For those of you who are not as familiar with the oil medium, once an oil painting is finished, it can take anywhere between 3 to 6 months to completely dry (depending on how many layers of oil and how thick it is) before it can be "sealed" or varnished. This protects the painting from everyday type of damage. So, if I have an exhibition in September, I need to be finished with a painting by June, at the latest. Hence; Spring has been a very busy season.
It is exciting to create. I work on multiple pieces of artwork at the same time, so I can put aside a painting for a layer to dry and easily pick up another one. At the same time, it is scary to create.

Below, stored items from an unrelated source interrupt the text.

pub mod api_connection;
pub mod cli;
pub mod config;
pub mod gateway;
pub mod model;
pub mod session;
pub mod shell;
pub mod storage;
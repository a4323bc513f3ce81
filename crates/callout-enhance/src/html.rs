//! HTML front end: parse markup into a [`Document`] and write it back out.

use std::collections::HashMap;

use html_escape::{encode_double_quoted_attribute, encode_text};
use scraper::{Html, Node};

use crate::dom::{Doctype, Document, ElementData, NodeId, NodeKind};

const VOID_ELEMENTS: &[&str] = &[
    "area", "base", "basefont", "bgsound", "br", "col", "embed", "frame", "hr", "img", "input",
    "keygen", "link", "meta", "param", "source", "track", "wbr",
];

const RAW_TEXT_ELEMENTS: &[&str] = &[
    "iframe",
    "noembed",
    "noframes",
    "noscript",
    "plaintext",
    "script",
    "style",
    "xmp",
];

const NEWLINE_SENSITIVE_ELEMENTS: &[&str] = &["listing", "pre", "textarea"];

const DOCUMENT_TAGS: &[&str] = &["html", "head", "body"];

/// Whether `source` looks like a complete page rather than a body fragment.
///
/// Leading whitespace, a byte order mark and comments are skipped; the page
/// counts as complete when what follows is a doctype or an `html`, `head` or
/// `body` start tag.
pub fn is_full_document(source: &str) -> bool {
    let mut rest = source.trim_start_matches('\u{feff}');
    loop {
        rest = rest.trim_start();
        match rest.strip_prefix("<!--") {
            Some(comment) => match comment.find("-->") {
                Some(end) => rest = &comment[end + 3..],
                None => return false,
            },
            None => break,
        }
    }

    let Some(tag) = rest.strip_prefix('<') else {
        return false;
    };
    if starts_with_ignore_case(tag, "!doctype") {
        return true;
    }
    DOCUMENT_TAGS.iter().any(|name| {
        starts_with_ignore_case(tag, name)
            && tag[name.len()..]
                .chars()
                .next()
                .map_or(true, |next| next == '>' || next == '/' || next.is_ascii_whitespace())
    })
}

fn starts_with_ignore_case(text: &str, prefix: &str) -> bool {
    text.get(..prefix.len())
        .is_some_and(|head| head.eq_ignore_ascii_case(prefix))
}

/// Parse HTML into an owned tree.
///
/// Full pages keep their doctype and `html`/`head`/`body` structure. Anything
/// else is treated as a body fragment whose top-level nodes become children
/// of the document root. Malformed markup is repaired, never rejected.
pub fn parse_html(source: &str) -> Document {
    if is_full_document(source) {
        build(&Html::parse_document(source), false)
    } else {
        build(&Html::parse_fragment(source), true)
    }
}

fn build(html: &Html, fragment: bool) -> Document {
    let tree_root = html.tree.root();
    // Fragments are parsed inside a synthetic `<html>` element.
    let container = if fragment {
        tree_root
            .children()
            .find(|child| matches!(child.value(), Node::Element(element) if element.name() == "html"))
            .unwrap_or(tree_root)
    } else {
        tree_root
    };

    let mut document = Document::new();
    let mut ids = HashMap::new();
    ids.insert(container.id(), document.root());

    for node in container.descendants().skip(1) {
        let Some(parent) = node
            .parent()
            .and_then(|parent| ids.get(&parent.id()).copied())
        else {
            continue;
        };

        let kind = match node.value() {
            Node::Doctype(doctype) => NodeKind::Doctype(Doctype {
                name: doctype.name().to_owned(),
                public_id: doctype.public_id().to_owned(),
                system_id: doctype.system_id().to_owned(),
            }),
            Node::Element(element) => NodeKind::Element(ElementData {
                name: element.name().to_owned(),
                attrs: element
                    .attrs
                    .iter()
                    .map(|(name, value)| {
                        let local: &str = &name.local;
                        let value: &str = value;
                        // Foreign attributes such as `xlink:href` keep their prefix.
                        let qualified = match &name.prefix {
                            Some(prefix) => format!("{}:{local}", &**prefix),
                            None => local.to_owned(),
                        };
                        (qualified, value.to_owned())
                    })
                    .collect(),
            }),
            Node::Text(text) => NodeKind::Text(text.to_string()),
            Node::Comment(comment) => NodeKind::Comment(comment.to_string()),
            _ => continue,
        };

        let id = document.create(kind);
        document.append_child(parent, id);
        ids.insert(node.id(), id);
    }

    document
}

/// Serialize the whole tree back to markup.
pub fn serialize(document: &Document) -> String {
    let mut out = String::new();
    write_children(document, document.root(), &mut out);
    out
}

/// Serialize a single node and its subtree.
pub fn serialize_node(document: &Document, id: NodeId) -> String {
    let mut out = String::new();
    write_node(document, id, &mut out);
    out
}

fn write_children(document: &Document, id: NodeId, out: &mut String) {
    for child in document.children(id) {
        write_node(document, *child, out);
    }
}

fn write_node(document: &Document, id: NodeId, out: &mut String) {
    match document.kind(id) {
        NodeKind::Root => write_children(document, id, out),
        NodeKind::Doctype(doctype) => {
            out.push_str("<!DOCTYPE ");
            out.push_str(&doctype.name);
            out.push('>');
        }
        NodeKind::Comment(comment) => {
            out.push_str("<!--");
            out.push_str(comment);
            out.push_str("-->");
        }
        NodeKind::Text(text) => {
            let raw = document
                .parent(id)
                .and_then(|parent| document.element(parent))
                .is_some_and(|parent| RAW_TEXT_ELEMENTS.contains(&parent.name.as_str()));
            if raw {
                out.push_str(text);
            } else {
                out.push_str(&encode_text(text));
            }
        }
        NodeKind::Element(element) => {
            out.push('<');
            out.push_str(&element.name);
            for (name, value) in &element.attrs {
                out.push(' ');
                out.push_str(name);
                out.push_str("=\"");
                out.push_str(&encode_double_quoted_attribute(value));
                out.push('"');
            }
            out.push('>');

            if VOID_ELEMENTS.contains(&element.name.as_str()) {
                return;
            }

            // The parser drops one newline right after these start tags.
            if NEWLINE_SENSITIVE_ELEMENTS.contains(&element.name.as_str()) {
                let leading_newline = document.children(id).first().is_some_and(|first| {
                    matches!(document.kind(*first), NodeKind::Text(text) if text.starts_with('\n'))
                });
                if leading_newline {
                    out.push('\n');
                }
            }

            write_children(document, id, out);
            out.push_str("</");
            out.push_str(&element.name);
            out.push('>');
        }
    }
}
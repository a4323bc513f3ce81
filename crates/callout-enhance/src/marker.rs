use regex::Regex;
use std::sync::OnceLock;

// Whitespace is the ECMAScript `\s` set (U+FEFF in, U+0085 out). Type
// characters are ASCII word characters; the title stops at any line
// terminator, including U+2028 and U+2029.
const MARKER_PATTERN: &str = concat!(
    r"^[\t\n\x0B\x0C\r \xA0\x{1680}\x{2000}-\x{200A}\x{2028}\x{2029}\x{202F}\x{205F}\x{3000}\x{FEFF}]*",
    r"\[!([A-Za-z0-9_]+)\]",
    r"[\t\n\x0B\x0C\r \xA0\x{1680}\x{2000}-\x{200A}\x{2028}\x{2029}\x{202F}\x{205F}\x{3000}\x{FEFF}]*",
    r"([^\n\r\x{2028}\x{2029}]*)",
);

fn marker_regex() -> &'static Regex {
    static MARKER: OnceLock<Regex> = OnceLock::new();
    MARKER.get_or_init(|| Regex::new(MARKER_PATTERN).expect("marker pattern is valid"))
}

/// A `[!type] title` marker found at the start of a callout's first block.
#[derive(Debug, Clone, PartialEq, Eq)]
pub struct MarkerMatch {
    /// Lowercased callout type, e.g. `note`.
    pub kind: String,
    /// Custom title, or the capitalised type when the marker carries none.
    pub title: String,
    /// Byte offset just past the matched marker.
    pub end: usize,
}

impl MarkerMatch {
    /// Text left over once the marker has been stripped.
    pub fn remainder<'a>(&self, text: &'a str) -> &'a str {
        &text[self.end..]
    }
}

pub fn match_marker(text: &str) -> Option<MarkerMatch> {
    let captures = marker_regex().captures(text)?;
    let whole = captures.get(0)?;
    let kind = captures.get(1)?.as_str().to_ascii_lowercase();
    let custom = captures.get(2).map_or("", |m| m.as_str());

    let title = if custom.is_empty() {
        default_title(&kind)
    } else {
        custom.to_owned()
    };

    Some(MarkerMatch {
        kind,
        title,
        end: whole.end(),
    })
}

pub fn default_title(kind: &str) -> String {
    let mut chars = kind.chars();
    match chars.next() {
        Some(first) => first.to_uppercase().chain(chars).collect(),
        None => String::new(),
    }
}

#[cfg(test)]
mod tests {
    use super::*;

    #[test]
    fn matches_marker_with_title() {
        let text = "[!note] Remember this";
        let marker = match_marker(text).unwrap();
        assert_eq!(marker.kind, "note");
        assert_eq!(marker.title, "Remember this");
        assert_eq!(marker.remainder(text), "");
    }

    #[test]
    fn falls_back_to_capitalised_kind() {
        let marker = match_marker("  [!WARNING]").unwrap();
        assert_eq!(marker.kind, "warning");
        assert_eq!(marker.title, "Warning");
    }

    #[test]
    fn keeps_text_after_the_first_line() {
        let text = "[!tip] Short title\nBody continues here";
        let marker = match_marker(text).unwrap();
        assert_eq!(marker.title, "Short title");
        assert_eq!(marker.remainder(text), "\nBody continues here");
    }

    #[test]
    fn whitespace_after_marker_may_span_lines() {
        let text = "[!info]\nFirst body line\nSecond";
        let marker = match_marker(text).unwrap();
        assert_eq!(marker.title, "First body line");
        assert_eq!(marker.remainder(text), "\nSecond");
    }

    #[test]
    fn title_stops_at_carriage_return() {
        let text = "[!note] Title\r\nBody";
        let marker = match_marker(text).unwrap();
        assert_eq!(marker.title, "Title");
        assert_eq!(marker.remainder(text), "\r\nBody");
    }

    #[test]
    fn type_is_ascii_word_characters_only() {
        assert!(match_marker("[!café] x").is_none());
        assert!(match_marker("[!my_type2] x").is_some());
    }

    #[test]
    fn next_line_is_not_whitespace() {
        let marker = match_marker("[!note]\u{85}Title").unwrap();
        assert_eq!(marker.title, "\u{85}Title");
        assert!(match_marker("\u{85}[!note] x").is_none());
    }

    #[test]
    fn byte_order_mark_is_whitespace() {
        let marker = match_marker("\u{feff}[!note]\u{feff}Title").unwrap();
        assert_eq!(marker.kind, "note");
        assert_eq!(marker.title, "Title");
    }

    #[test]
    fn rejects_markers_not_at_the_start() {
        assert!(match_marker("See [!note] here").is_none());
        assert!(match_marker("[note] plain").is_none());
        assert!(match_marker("[!] empty").is_none());
    }
}
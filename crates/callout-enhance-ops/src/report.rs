//! Human and machine readable summaries of a run.

use std::fmt::Write as _;

use crate::engine::{FileOutcome, FileStatus, Mode, RunOutcome};
use crate::error::OperationResult;

#[derive(Debug, Clone, Copy, PartialEq, Eq, Default)]
pub enum ReportFormat {
    #[default]
    Plain,
    Json,
}

/// Render `outcome` for stdout. With `quiet`, plain output drops the
/// per-file lines and keeps only diffs and the summary.
pub fn render_report(
    outcome: &RunOutcome,
    format: ReportFormat,
    quiet: bool,
) -> OperationResult<String> {
    match format {
        ReportFormat::Json => Ok(serde_json::to_string_pretty(outcome)?),
        ReportFormat::Plain => Ok(render_plain(outcome, quiet)),
    }
}

fn render_plain(outcome: &RunOutcome, quiet: bool) -> String {
    let mut out = String::new();

    for file in &outcome.files {
        if let Some(diff) = &file.diff {
            out.push_str(diff);
            if !diff.ends_with('\n') {
                out.push('\n');
            }
            continue;
        }
        if quiet || file.status == FileStatus::Unchanged {
            continue;
        }
        let _ = writeln!(out, "{}", file_line(file));
    }

    let verb = match outcome.mode {
        Mode::Write => "updated",
        Mode::Check | Mode::Diff => "would update",
    };
    let _ = writeln!(
        out,
        "{} of {} {} {}",
        outcome.changed,
        outcome.files.len(),
        if outcome.files.len() == 1 { "file" } else { "files" },
        verb
    );
    out
}

fn file_line(file: &FileOutcome) -> String {
    let status = match file.status {
        FileStatus::Updated => "updated",
        FileStatus::WouldUpdate => "would update",
        FileStatus::Unchanged => "unchanged",
    };
    let kinds = file
        .callouts
        .iter()
        .map(|callout| callout.kind.as_str())
        .collect::<Vec<_>>()
        .join(", ");
    format!("{}: {} ({})", file.path.display(), status, kinds)
}
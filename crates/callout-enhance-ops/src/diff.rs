use similar::TextDiff;

/// Unified diff between two renderings of the page at `path`, or `None` when
/// they are identical.
pub fn build_unified_diff(original: &str, modified: &str, path: &str) -> Option<String> {
    if original == modified {
        return None;
    }

    let diff = TextDiff::from_lines(original, modified);
    let header_old = format!("a/{path}");
    let header_new = format!("b/{path}");

    Some(
        diff.unified_diff()
            .context_radius(2)
            .header(&header_old, &header_new)
            .to_string(),
    )
}

#[cfg(test)]
mod tests {
    use super::*;

    #[test]
    fn returns_none_for_identical_content() {
        assert!(build_unified_diff("<p>x</p>", "<p>x</p>", "index.html").is_none());
    }

    #[test]
    fn produces_diff_for_changes() {
        let diff = build_unified_diff(
            "<blockquote>\n<p>[!note] Hi</p>\n</blockquote>\n",
            "<blockquote class=\"callout callout-note\">\n<div class=\"callout-title\">Hi</div><p></p>\n</blockquote>\n",
            "posts/index.html",
        )
        .unwrap();
        assert!(diff.contains("--- a/posts/index.html"));
        assert!(diff.contains("+++ b/posts/index.html"));
        assert!(diff.contains("-<p>[!note] Hi</p>"));
        assert!(diff.contains("+<blockquote class=\"callout callout-note\">"));
    }
}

Art - like beauty - is in the eye of the beholder. Everyone comes to view a painting or piece of art with a different frame of reference. These views are influenced by a person's environment, a person's past, goals, desires. The combination of all of these factors - when put together - culminate in individuality. So, for an artist - appealing to the "masses"? There really is no such thing. Something we learn to accept over time... and making it scary to create for public display.
The default becomes what the artist loves. Creation of any artwork is an individual journey - no two artists go through the same one. Which is why someone once said,
"When you buy something from an artist you're buying more than an object. You're buying years of frustration and moments of pure joy. You're not buying just one thing, you are buying a piece of a heart, a piece of a soul... a small piece of someone else's life."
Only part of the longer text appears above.